Mounir Neamatalla, founder, Adrere Amellal Desert Ecolodge, Siwa Oasis. I was born in Cairo in 1947. My father was a doctor from Alexandria and my mother came from a prominent Coptic family. I first trained as a chemical engineer, but in 1971 I left Egypt to study environmental science, urban planning and public health at Columbia University, where I earned a PhD. I loved Manhattan, but I am an Egyptian and couldn't imagine not living in my own country, so I returned to establish my company EQI (Environmental Quality International) to work on microfinance and sustainable development projects.

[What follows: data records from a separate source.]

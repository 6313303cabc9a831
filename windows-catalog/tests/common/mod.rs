//! Builders for synthetic catalogs.

#![allow(dead_code)]

use std::time::Duration;

use der::asn1::{Any, BmpString, ObjectIdentifier, OctetString, UtcTime};
use der::{Decode, Encode, Tag};
use spki::AlgorithmIdentifierOwned;
use windows_catalog::{
    CatalogMember, CatalogNameValue, CatalogTrustList, ContentInfo, CtlVersion, DigestInfo,
    MemberAttribute, NameValueTag, SignedData, SpcIndirectData, MS_CATALOG_LIST_OID,
    MS_CATALOG_MEMBER_INFO2_OID, MS_CATALOG_NAME_VALUE_OID, MS_CERT_TRUST_LIST_OID,
    SPC_CAB_DATA_OID, SPC_INDIRECT_DATA_OID,
};
use x509_cert::ext::pkix::ExtendedKeyUsage;
use x509_cert::time::Time;

pub const PKCS7_SIGNED_DATA: &str = "1.2.840.113549.1.7.2";

pub fn utf16le(text: &str) -> Vec<u8> {
    text.encode_utf16().flat_map(u16::to_le_bytes).collect()
}

pub fn any<T: Encode>(value: &T) -> Any {
    Any::from_der(&value.to_der().unwrap()).unwrap()
}

/// A `Filename` (or other) name-value attribute.
pub fn name_value(name: &str, value: &str) -> MemberAttribute {
    let name_value = CatalogNameValue {
        name: NameValueTag::Bmp(BmpString::from_utf8(name).unwrap()),
        // CRYPTCAT_ATTR_AUTHENTICATED | CRYPTCAT_ATTR_NAMEASCII | CRYPTCAT_ATTR_DATAASCII
        flags: Any::new(Tag::Integer, vec![0x10, 0x01, 0x00, 0x01]).unwrap(),
        value: OctetString::new(utf16le(value)).unwrap(),
    };

    MemberAttribute {
        oid: MS_CATALOG_NAME_VALUE_OID,
        values: vec![any(&name_value)].into(),
    }
}

/// An indirect data attribute with a flat-file digest.
pub fn cab_digest(algorithm: &str, digest: &[u8]) -> MemberAttribute {
    indirect_data(SPC_CAB_DATA_OID, algorithm, digest)
}

pub fn indirect_data(data: ObjectIdentifier, algorithm: &str, digest: &[u8]) -> MemberAttribute {
    let indirect_data = SpcIndirectData {
        data: AlgorithmIdentifierOwned {
            oid: data,
            parameters: None,
        },
        message_digest: DigestInfo {
            digest_algorithm: AlgorithmIdentifierOwned {
                oid: ObjectIdentifier::new_unwrap(algorithm),
                parameters: Some(Any::new(Tag::Null, Vec::new()).unwrap()),
            },
            digest: OctetString::new(digest.to_vec()).unwrap(),
        },
    };

    MemberAttribute {
        oid: SPC_INDIRECT_DATA_OID,
        values: vec![any(&indirect_data)].into(),
    }
}

/// A member info attribute, with a GUID-ish payload nothing should look at.
pub fn member_info() -> MemberAttribute {
    MemberAttribute {
        oid: MS_CATALOG_MEMBER_INFO2_OID,
        values: vec![Any::new(Tag::Sequence, vec![0x02, 0x01, 0x00]).unwrap()].into(),
    }
}

pub fn member(tag: &str, attributes: Vec<MemberAttribute>) -> CatalogMember {
    CatalogMember::new(OctetString::new(utf16le(tag)).unwrap(), attributes)
}

pub fn trust_list(members: Vec<CatalogMember>) -> CatalogTrustList {
    CatalogTrustList {
        version: CtlVersion::V1,
        subject_usage: ExtendedKeyUsage(vec![MS_CATALOG_LIST_OID]),
        list_identifier: Some(OctetString::new(vec![0x5A; 16]).unwrap()),
        sequence_number: None,
        this_update: Time::UtcTime(
            UtcTime::from_unix_duration(Duration::from_secs(1_700_000_000)).unwrap(),
        ),
        next_update: None,
        subject_algorithm: AlgorithmIdentifierOwned {
            oid: ObjectIdentifier::new_unwrap("1.3.6.1.4.1.311.12.1.2"),
            parameters: None,
        },
        members: Some(members),
        ctl_extensions: None,
    }
}

/// Wraps an already-encoded inner content in `SignedData` and an outer `ContentInfo`.
pub fn envelope(outer_type: &str, inner_type: ObjectIdentifier, inner: Any) -> Vec<u8> {
    let signed_data = SignedData {
        version: Any::new(Tag::Integer, vec![0x01]).unwrap(),
        digest_algorithms: Any::new(Tag::Set, Vec::new()).unwrap(),
        content_info: ContentInfo {
            content_type: inner_type,
            content: Some(inner),
        },
        certificates: None,
        crls: None,
        signer_infos: Any::new(Tag::Set, Vec::new()).unwrap(),
    };

    ContentInfo {
        content_type: ObjectIdentifier::new_unwrap(outer_type),
        content: Some(any(&signed_data)),
    }
    .to_der()
    .unwrap()
}

/// A complete, DER-encoded catalog holding `members`.
pub fn catalog(members: Vec<CatalogMember>) -> Vec<u8> {
    envelope(
        PKCS7_SIGNED_DATA,
        MS_CERT_TRUST_LIST_OID,
        any(&trust_list(members)),
    )
}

By definition an oasis is a place that hosts desert travellers. Siwa, Egypt's largest oasis, is 300km south-west of the Mediterranean, 500km west of the Nile, and 100km east of the Libyan border on the edge of a vast dune field. It has natural hot springs, salt lakes, vast date palm plantation and ancient ruins, as well as a unique Berber culture and dialect. It was famous in antiquity for the oracle which Alexander the Great consulted in 321BC. On my first trip there in 1996, I had been reading Herodotus: The Histories, and his description of the oasis remains so accurate that on arriving, I had the sense of travelling back in time.
When I first arrived there was only one government rest house and a small hotel built of reinforced concrete. You would arrive in Siwa on the way to Timbuktu, and it was not until after three days had passed that people would ask why was one still hanging around and request compensation. So, despite the lack of infrastructure, a tradition of natural and commercial hospitality already existed. The 13th-century fortress called the Shali was so striking that the idea of restoring a dying architectural heritage through a hotel enterprise seemed evident from the start. Eventually we launched three hotel projects, Albabenshal, an 11-room heritage lodge within the old fortress, Shali Lodge, a budget hotel in the main village of Siwa, and Adrere Amellal, a desert ecolodge.

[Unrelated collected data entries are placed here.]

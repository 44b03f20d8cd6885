//! Error types for the aadhaar-qr library.
//!
//! Three layers of failure, only one of which ever reaches the caller:
//!
//! * [`AadhaarQrError`] — **Fatal**: the extraction cannot produce a record
//!   (missing file, every strategy exhausted, unparseable payload). Returned
//!   as `Err(AadhaarQrError)` from the top-level `extract*` functions.
//!
//! * [`RenderError`] — **Per strategy**: a rendering backend is not installed
//!   or ran and failed. The orchestrator logs it and moves on to the next
//!   strategy.
//!
//! * [`PageError`] — **Per page**: one raster could not be produced or
//!   decoded. The page is skipped; the strategy keeps going.

use std::path::PathBuf;
use thiserror::Error;

/// All fatal errors returned by the aadhaar-qr library.
#[derive(Debug, Error)]
pub enum AadhaarQrError {
    // ── Input errors ──────────────────────────────────────────────────────
    /// Input file was not found at the given path.
    #[error("PDF file not found: '{path}'\nCheck the path exists and is readable.")]
    FileNotFound { path: PathBuf },

    // ── Pipeline errors ───────────────────────────────────────────────────
    /// Every strategy finished without finding a decodable QR code.
    #[error(
        "All {attempted} extraction strategies failed for '{path}'. Please check if:\n\
  1. PDF file is valid\n\
  2. Password is correct\n\
  3. PDF contains a QR code\n\
  4. Required system tools are installed (pdfium, pdftoppm, gs, magick, pdftk)"
    )]
    AllStrategiesFailed { path: PathBuf, attempted: usize },

    /// A QR code was decoded but its text is not an attribute payload.
    #[error("Failed to parse QR code data: {0}")]
    Parse(#[from] ParseError),

    // ── I/O errors ────────────────────────────────────────────────────────
    /// Could not create or write the JSON export.
    #[error("Failed to write output file '{path}': {source}")]
    OutputWriteFailed {
        path: PathBuf,
        #[source]
        source: std::io::Error,
    },

    // ── Config errors ─────────────────────────────────────────────────────
    /// Builder validation failed.
    #[error("Invalid configuration: {0}")]
    InvalidConfig(String),

    // ── Catch-all ─────────────────────────────────────────────────────────
    /// Unexpected internal error.
    #[error("Internal error: {0}")]
    Internal(String),
}

/// Decoded QR text that cannot be read as a `key="value"` payload.
#[derive(Debug, Clone, PartialEq, Eq, Error)]
pub enum ParseError {
    #[error("payload is empty")]
    Empty,

    /// No `key="value"` pair anywhere in the text (e.g. the numeric
    /// secure-QR format).
    #[error("no attribute pairs found in {len}-character payload")]
    NoAttributes { len: usize },

    #[error("payload contains control character U+{code:04X} at byte {offset}")]
    ControlCharacter { code: u32, offset: usize },
}

/// Why a rendering strategy produced no pages.
///
/// Both variants are contained by the orchestrator; they are kept apart so
/// callers and tests can tell "not installed" from "ran and failed".
#[derive(Debug, Clone, PartialEq, Eq, Error)]
pub enum RenderError {
    /// The backend could not be loaded or spawned at all.
    #[error("{backend} is not available: {detail}")]
    BackendUnavailable {
        backend: &'static str,
        detail: String,
    },

    /// The backend ran but failed (wrong password, corrupt file, non-zero exit).
    #[error("{backend} failed: {detail}")]
    BackendFailed {
        backend: &'static str,
        detail: String,
    },
}

impl RenderError {
    pub(crate) fn unavailable(backend: &'static str, detail: impl Into<String>) -> Self {
        RenderError::BackendUnavailable {
            backend,
            detail: detail.into(),
        }
    }

    pub(crate) fn failed(backend: &'static str, detail: impl Into<String>) -> Self {
        RenderError::BackendFailed {
            backend,
            detail: detail.into(),
        }
    }

    pub fn backend(&self) -> &'static str {
        match self {
            RenderError::BackendUnavailable { backend, .. }
            | RenderError::BackendFailed { backend, .. } => backend,
        }
    }

    pub fn is_unavailable(&self) -> bool {
        matches!(self, RenderError::BackendUnavailable { .. })
    }
}

/// A non-fatal error for a single page. The page is skipped.
#[derive(Debug, Clone, PartialEq, Eq, Error)]
pub enum PageError {
    /// The backend could not rasterise this page.
    #[error("Page {page}: rasterisation failed: {detail}")]
    RenderFailed { page: usize, detail: String },

    /// The raster exists but could not be decoded as an image.
    #[error("Page {page}: unreadable raster: {detail}")]
    Unreadable { page: usize, detail: String },
}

For 15 years I spent most of my time in Siwa working long hours, taking no holidays. The job stopped me from going to New York and I felt I had lost contact with my favourite place. Now so many New Yorkers come to the oasis that I feel as if I'm living in Manhattan. The thing I dislike here most is the marginalisation of women. There is a noticeable and disturbing absence of Siwi women in public life. A community can't have a renaissance with only half the population.

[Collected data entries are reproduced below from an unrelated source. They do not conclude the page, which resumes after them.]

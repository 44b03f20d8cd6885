//! QR detection on a normalised page.

use tracing::debug;

/// Scans an RGBA pixel buffer for a QR symbol.
///
/// Implementations return `None` for "no symbol", never an error. When a page
/// carries several symbols only the first decodable one is reported.
pub trait QrDecoder: Send + Sync {
    fn decode(&self, pixels: &[u8], width: u32, height: u32) -> Option<String>;
}

/// Pure-Rust decoder backed by `rqrr`.
#[derive(Debug, Clone, Copy, Default)]
pub struct RqrrDecoder;

impl QrDecoder for RqrrDecoder {
    fn decode(&self, pixels: &[u8], width: u32, height: u32) -> Option<String> {
        let (w, h) = (width as usize, height as usize);
        if w == 0 || h == 0 || pixels.len() < w * h * 4 {
            return None;
        }

        // The buffer is already greyscale; the red channel is the luminance.
        let mut prepared =
            rqrr::PreparedImage::prepare_from_greyscale(w, h, |x, y| pixels[(y * w + x) * 4]);
        let grids = prepared.detect_grids();
        debug!("rqrr found {} candidate grid(s)", grids.len());

        grids
            .iter()
            .find_map(|g| g.decode().ok())
            .map(|(_, content)| content)
            .filter(|content| !content.is_empty())
    }
}

#[cfg(test)]
mod tests {
    use super::*;

    #[test]
    fn blank_page_has_no_symbol() {
        let pixels = vec![255u8; 64 * 64 * 4];
        assert_eq!(RqrrDecoder.decode(&pixels, 64, 64), None);
    }

    #[test]
    fn short_buffer_is_rejected() {
        let pixels = vec![0u8; 10];
        assert_eq!(RqrrDecoder.decode(&pixels, 64, 64), None);
        assert_eq!(RqrrDecoder.decode(&[], 0, 0), None);
    }

    #[test]
    fn decoder_is_object_safe() {
        let boxed: Box<dyn QrDecoder> = Box::new(RqrrDecoder);
        assert_eq!(boxed.decode(&[255; 16], 2, 2), None);
    }
}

The construction of the projects employed local artisans using traditional methods, though we brought in structural engineers from Cairo to do the foundations. From the outset we talked with the local community and shared plans, and very quickly any kind of barriers and suspicions were overcome. People that live close to nature have strong instincts and the courage to follow them. We have provided employment to about 600 families and also have crafts, organic agriculture and renewable energy projects. Support from the local community is what makes our initiative successful.
The most famous project, Adrere Amellal Desert Ecolodge, consists of 34 rooms in an isolated spot at the foot of a white mountain on the edge of a salt lake. It's entirely hand-built from mud and rock salt, all the roofs are made from date palms, and the insulation is a mixture of dead olive leaves and mud. We have no electricity and natural ventilation, which means we do without air conditioning. At night we light candles and it's heated with olive wood embers. The management, labour and cuisine are all local.
Many hotels ask people as soon as they arrive what their plans are and offer brochures suggesting things to do. Our guests often wonder why we don't have a reception or any signs or brochures. We want them to explore, to stumble into experience, including the library or the crafts showroom. In terms of time, it's a less effective method of getting to know a place, but the quality of the experience is more powerful. We indicate when we will serve dinner, but we don't have menus, and every night we change the place; guests follow a path of candles. We've created a low key and discreet environment and generally we get people who are sensitive from cultural and ecological standpoints.
My family includes my sisters, nephews and nieces; we have just founded a new company to spread the concept of Siwa elsewhere in Egypt and outside. Siwa has a fragile ecosystem and is at the limit of its development potential in terms of natural resources. We knew from the outset that it should not become a tourism destination where numbers are the measure of success or failure, or which depended on golf courses or extreme landscaping. We are now looking at constructing lodges in Gara Oasis, a small sister oasis to Siwa and at a third oasis area in the Qattara Depression. We would like to do something in Aswan grounded in the Nubian culture and on the southernmost Red Sea coast with the Ababda and Bushariya tribes.
The core concept remains connection with nature and heritage, with local management. Feelings, thoughts, creativity all flow easily, and this is the power of travel, to be connected not just for joy or fun or to get to know each other, but to create a new value system that will bring us together.